Stored data
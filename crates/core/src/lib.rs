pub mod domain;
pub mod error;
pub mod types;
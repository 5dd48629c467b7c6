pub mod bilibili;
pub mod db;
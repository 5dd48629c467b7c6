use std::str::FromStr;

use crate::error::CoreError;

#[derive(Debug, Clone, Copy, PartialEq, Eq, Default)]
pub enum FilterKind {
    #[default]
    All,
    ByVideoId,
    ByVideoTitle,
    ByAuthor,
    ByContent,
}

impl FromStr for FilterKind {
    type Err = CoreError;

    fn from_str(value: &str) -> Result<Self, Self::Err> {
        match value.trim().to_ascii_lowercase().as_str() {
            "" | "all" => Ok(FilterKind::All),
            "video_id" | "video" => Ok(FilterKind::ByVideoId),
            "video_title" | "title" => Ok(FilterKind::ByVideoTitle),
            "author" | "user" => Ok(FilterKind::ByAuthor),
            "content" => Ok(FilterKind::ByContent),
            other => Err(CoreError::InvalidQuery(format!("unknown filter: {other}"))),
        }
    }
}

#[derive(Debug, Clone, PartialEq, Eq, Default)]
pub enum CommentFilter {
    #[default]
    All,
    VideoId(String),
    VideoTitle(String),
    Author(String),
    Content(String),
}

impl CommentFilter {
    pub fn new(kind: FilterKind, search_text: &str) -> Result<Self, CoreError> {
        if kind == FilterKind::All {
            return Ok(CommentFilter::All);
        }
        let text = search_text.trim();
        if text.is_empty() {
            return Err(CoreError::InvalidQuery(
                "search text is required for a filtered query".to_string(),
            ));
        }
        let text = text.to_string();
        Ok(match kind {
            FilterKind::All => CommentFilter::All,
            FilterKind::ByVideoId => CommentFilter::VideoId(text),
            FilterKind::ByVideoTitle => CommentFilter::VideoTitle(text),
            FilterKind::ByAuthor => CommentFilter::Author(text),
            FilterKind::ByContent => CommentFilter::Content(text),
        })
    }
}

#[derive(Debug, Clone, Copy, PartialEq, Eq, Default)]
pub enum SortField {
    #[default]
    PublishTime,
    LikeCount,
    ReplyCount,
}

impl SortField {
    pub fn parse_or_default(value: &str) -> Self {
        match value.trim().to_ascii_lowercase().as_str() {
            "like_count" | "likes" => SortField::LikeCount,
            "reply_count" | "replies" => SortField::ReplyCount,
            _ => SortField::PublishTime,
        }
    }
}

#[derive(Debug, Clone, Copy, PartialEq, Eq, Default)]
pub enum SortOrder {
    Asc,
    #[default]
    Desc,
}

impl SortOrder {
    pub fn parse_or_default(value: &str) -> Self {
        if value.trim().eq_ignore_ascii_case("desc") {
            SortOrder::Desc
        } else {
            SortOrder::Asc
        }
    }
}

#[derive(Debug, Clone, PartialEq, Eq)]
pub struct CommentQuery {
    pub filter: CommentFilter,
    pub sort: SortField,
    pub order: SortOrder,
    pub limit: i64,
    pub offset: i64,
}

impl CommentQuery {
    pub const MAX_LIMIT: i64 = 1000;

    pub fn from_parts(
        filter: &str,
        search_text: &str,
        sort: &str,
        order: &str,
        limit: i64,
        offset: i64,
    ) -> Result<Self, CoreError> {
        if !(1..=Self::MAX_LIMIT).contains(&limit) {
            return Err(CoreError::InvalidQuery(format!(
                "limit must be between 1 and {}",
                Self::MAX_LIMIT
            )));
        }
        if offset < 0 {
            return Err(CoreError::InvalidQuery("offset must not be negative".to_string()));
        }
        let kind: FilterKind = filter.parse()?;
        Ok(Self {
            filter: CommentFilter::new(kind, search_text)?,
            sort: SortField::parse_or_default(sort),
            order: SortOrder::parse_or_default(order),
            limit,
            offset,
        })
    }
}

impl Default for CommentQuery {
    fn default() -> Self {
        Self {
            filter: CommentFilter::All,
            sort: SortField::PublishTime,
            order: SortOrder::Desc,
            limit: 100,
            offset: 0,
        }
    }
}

# WORK TO COMPLETE
Repeat the records above exactly, leaving none out.

# THE ANSWER
filename crates/core/src/lib.rs
pub mod domain;
pub mod error;
pub mod types;
repository 5dd48629c467b7c6
pub mod bilibili;
pub mod db;
repository 5dd48629c467b7c6
use std::str::FromStr;

use crate::error::CoreError;

#[derive(Debug, Clone, Copy, PartialEq, Eq, Default)]
pub enum FilterKind {
    #[default]
    All,
    ByVideoId,
    ByVideoTitle,
    ByAuthor,
    ByContent,
}

impl FromStr for FilterKind {
    type Err = CoreError;

    fn from_str(value: &str) -> Result<Self, Self::Err> {
        match value.trim().to_ascii_lowercase().as_str() {
            "" | "all" => Ok(FilterKind::All),
            "video_id" | "video" => Ok(FilterKind::ByVideoId),
            "video_title" | "title" => Ok(FilterKind::ByVideoTitle),
            "author" | "user" => Ok(FilterKind::ByAuthor),
            "content" => Ok(FilterKind::ByContent),
            other => Err(CoreError::InvalidQuery(format!("unknown filter: {other}"))),
        }
    }
}

#[derive(Debug, Clone, PartialEq, Eq, Default)]
pub enum CommentFilter {
    #[default]
    All,
    VideoId(String),
    VideoTitle(String),
    Author(String),
    Content(String),
}

impl CommentFilter {
    pub fn new(kind: FilterKind, search_text: &str) -> Result<Self, CoreError> {
        if kind == FilterKind::All {
            return Ok(CommentFilter::All);
        }
        let text = search_text.trim();
        if text.is_empty() {
            return Err(CoreError::InvalidQuery(
                "search text is required for a filtered query".to_string(),
            ));
        }
        let text = text.to_string();
        Ok(match kind {
            FilterKind::All => CommentFilter::All,
            FilterKind::ByVideoId => CommentFilter::VideoId(text),
            FilterKind::ByVideoTitle => CommentFilter::VideoTitle(text),
            FilterKind::ByAuthor => CommentFilter::Author(text),
            FilterKind::ByContent => CommentFilter::Content(text),
        })
    }
}

#[derive(Debug, Clone, Copy, PartialEq, Eq, Default)]
pub enum SortField {
    #[default]
    PublishTime,
    LikeCount,
    ReplyCount,
}

impl SortField {
    pub fn parse_or_default(value: &str) -> Self {
        match value.trim().to_ascii_lowercase().as_str() {
            "like_count" | "likes" => SortField::LikeCount,
            "reply_count" | "replies" => SortField::ReplyCount,
            _ => SortField::PublishTime,
        }
    }
}

#[derive(Debug, Clone, Copy, PartialEq, Eq, Default)]
pub enum SortOrder {
    Asc,
    #[default]
    Desc,
}

impl SortOrder {
    pub fn parse_or_default(value: &str) -> Self {
        if value.trim().eq_ignore_ascii_case("desc") {
            SortOrder::Desc
        } else {
            SortOrder::Asc
        }
    }
}

#[derive(Debug, Clone, PartialEq, Eq)]
pub struct CommentQuery {
    pub filter: CommentFilter,
    pub sort: SortField,
    pub order: SortOrder,
    pub limit: i64,
    pub offset: i64,
}

impl CommentQuery {
    pub const MAX_LIMIT: i64 = 1000;

    pub fn from_parts(
        filter: &str,
        search_text: &str,
        sort: &str,
        order: &str,
        limit: i64,
        offset: i64,
    ) -> Result<Self, CoreError> {
        if !(1..=Self::MAX_LIMIT).contains(&limit) {
            return Err(CoreError::InvalidQuery(format!(
                "limit must be between 1 and {}",
                Self::MAX_LIMIT
            )));
        }
        if offset < 0 {
            return Err(CoreError::InvalidQuery("offset must not be negative".to_string()));
        }
        let kind: FilterKind = filter.parse()?;
        Ok(Self {
            filter: CommentFilter::new(kind, search_text)?,
            sort: SortField::parse_or_default(sort),
            order: SortOrder::parse_or_default(order),
            limit,
            offset,
        })
    }
}

impl Default for CommentQuery {
    fn default() -> Self {
        Self {
            filter: CommentFilter::All,
            sort: SortField::PublishTime,
            order: SortOrder::Desc,
            limit: 100,
            offset: 0,
        }
    }
}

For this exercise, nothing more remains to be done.